Rationale: Effective and rapid bacterial clearance is a fundamental determinant of outcomes in sepsis. DJ-1 is a well-established reactive oxygen species (ROS) scavenger.
Objectives: Because cellular ROS status is pivotal to inflammation and bacterial killing, we determined the role of DJ-1 in bacterial sepsis.
Methods: We used cell and murine models with gain- and loss-of-function experiments, plasma, and cells from patients with sepsis.

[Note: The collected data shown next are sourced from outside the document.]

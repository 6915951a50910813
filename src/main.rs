use std::sync::Arc;
use std::time::Duration;

use tracing::info;

use roomslot::blob::FsBlobStore;
use roomslot::clock::SystemClock;
use roomslot::config::Config;
use roomslot::engine::Engine;
use roomslot::scheduler;
use roomslot::store::MemoryStore;

/// How often the compactor checks the WAL size.
const COMPACT_CHECK_INTERVAL: Duration = Duration::from_secs(60);

#[tokio::main]
async fn main() -> Result<(), Box<dyn std::error::Error>> {
    tracing_subscriber::fmt::init();

    let config = Config::from_env();
    roomslot::observability::init(config.metrics_port)?;

    std::fs::create_dir_all(&config.data_dir)?;
    std::fs::create_dir_all(&config.snapshot_dir)?;

    let store = Arc::new(MemoryStore::open(&config.wal_path(), config.max_txn_ops)?);
    let blobs = Arc::new(FsBlobStore::new(&config.snapshot_dir));
    let engine = Arc::new(Engine::new(
        store.clone(),
        blobs,
        Arc::new(SystemClock),
        config.engine_settings(),
    ));

    info!("roomslot started");
    info!("  data_dir: {}", config.data_dir.display());
    info!("  snapshot_dir: {}", config.snapshot_dir.display());
    info!("  max_txn_ops: {}", config.max_txn_ops);
    info!("  day_offset: {}", config.day_offset);
    info!("  metrics: {}", config.metrics_port.map_or("disabled".to_string(), |p| format!("http://0.0.0.0:{p}/metrics")));

    let snapshots = tokio::spawn(scheduler::run_snapshot_scheduler(engine.clone(), config.snapshot_interval));
    let compactor = tokio::spawn(scheduler::run_compactor(
        store.clone(),
        config.compact_threshold,
        COMPACT_CHECK_INTERVAL,
    ));

    // Run until SIGTERM/ctrl-c.
    let ctrl_c = tokio::signal::ctrl_c();
    #[cfg(unix)]
    {
        let mut sigterm = tokio::signal::unix::signal(tokio::signal::unix::SignalKind::terminate())?;
        tokio::select! {
            _ = ctrl_c => {}
            _ = sigterm.recv() => {}
        }
    }
    #[cfg(not(unix))]
    {
        ctrl_c.await?;
    }
    info!("shutdown signal received, stopping background tasks");

    snapshots.abort();
    compactor.abort();
    if let Err(e) = store.compact_if_needed(config.compact_threshold).await {
        tracing::warn!("final compaction failed: {e}");
    }

    info!("roomslot stopped");
    Ok(())
}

Measurements and main results: Stimulation of bone marrow-derived macrophages (BMMs) with endotoxin resulted in increased DJ-1 mRNA and protein expression. Cellular and mitochondrial ROS was increased in DJ-1-deficient (-/-) BMMs compared with wild-type. In a clinically relevant model of polymicrobial sepsis (cecal ligation and puncture), DJ-1-/- mice had improved survival and bacterial clearance. DJ-1-/- macrophages exhibited enhanced phagocytosis and bactericidal activity in vitro, and adoptive transfer of DJ-1-/- bone marrow-derived mononuclear cells rescued wild-type mice from cecal ligation and puncture-induced mortality. In stimulated BMMs, DJ-1 inhibited ROS production by binding to p47phox, a critical component of the NADPH oxidase complex, disrupting the complex and facilitating Nox2 (gp91phox) ubiquitination and degradation. Knocking down DJ-1 (siRNA) in THP-1 (human monocytic cell line) and polymorphonuclear cells from patients with sepsis enhanced bacterial killing and respiratory burst. DJ-1 protein levels were elevated in plasma from patients with sepsis. Higher levels of circulating DJ-1 were associated with increased organ failure and death.
Conclusions: These novel findings reveal DJ-1 impairs optimal ROS production for bacterial killing with important implications for host survival in sepsis.
Keywords: DJ-1/PARK7; NADPH oxidase; bacterial clearance; reactive oxygen species; sepsis.